Determine how many lines in the records that follow hold the string "notified". Only that number should be returned.

□ □ □

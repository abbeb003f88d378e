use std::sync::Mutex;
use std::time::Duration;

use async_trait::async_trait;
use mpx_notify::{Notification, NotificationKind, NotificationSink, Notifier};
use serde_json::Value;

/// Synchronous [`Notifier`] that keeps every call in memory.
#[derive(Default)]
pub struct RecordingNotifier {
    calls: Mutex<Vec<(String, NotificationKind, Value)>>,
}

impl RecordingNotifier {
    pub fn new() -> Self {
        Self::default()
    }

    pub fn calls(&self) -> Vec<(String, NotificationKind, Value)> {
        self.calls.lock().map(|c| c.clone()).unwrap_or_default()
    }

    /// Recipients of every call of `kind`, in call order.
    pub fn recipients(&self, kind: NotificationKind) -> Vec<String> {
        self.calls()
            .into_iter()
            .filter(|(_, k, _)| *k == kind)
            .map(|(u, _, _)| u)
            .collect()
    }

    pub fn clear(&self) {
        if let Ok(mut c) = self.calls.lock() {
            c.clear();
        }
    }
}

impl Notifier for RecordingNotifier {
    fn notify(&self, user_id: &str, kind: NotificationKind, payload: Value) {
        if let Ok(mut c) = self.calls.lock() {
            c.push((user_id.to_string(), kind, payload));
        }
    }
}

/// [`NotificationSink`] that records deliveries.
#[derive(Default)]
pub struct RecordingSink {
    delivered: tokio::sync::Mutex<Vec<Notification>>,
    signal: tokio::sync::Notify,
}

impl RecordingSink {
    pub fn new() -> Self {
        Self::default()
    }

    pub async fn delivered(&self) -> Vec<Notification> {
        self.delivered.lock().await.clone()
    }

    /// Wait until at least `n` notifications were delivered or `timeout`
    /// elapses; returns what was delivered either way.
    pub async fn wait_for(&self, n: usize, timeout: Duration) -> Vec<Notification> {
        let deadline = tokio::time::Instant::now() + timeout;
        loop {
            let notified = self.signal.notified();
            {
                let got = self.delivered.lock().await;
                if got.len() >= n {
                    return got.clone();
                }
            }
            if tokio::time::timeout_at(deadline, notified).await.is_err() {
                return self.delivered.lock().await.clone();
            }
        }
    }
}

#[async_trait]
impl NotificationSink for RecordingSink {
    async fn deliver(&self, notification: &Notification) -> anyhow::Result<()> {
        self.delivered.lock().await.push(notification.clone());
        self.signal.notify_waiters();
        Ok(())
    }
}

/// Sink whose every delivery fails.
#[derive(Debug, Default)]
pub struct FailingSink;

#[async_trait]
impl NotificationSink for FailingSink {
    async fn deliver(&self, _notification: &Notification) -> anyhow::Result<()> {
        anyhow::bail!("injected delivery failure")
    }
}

□ □ □

- **WRITTEN ANSWER**: 2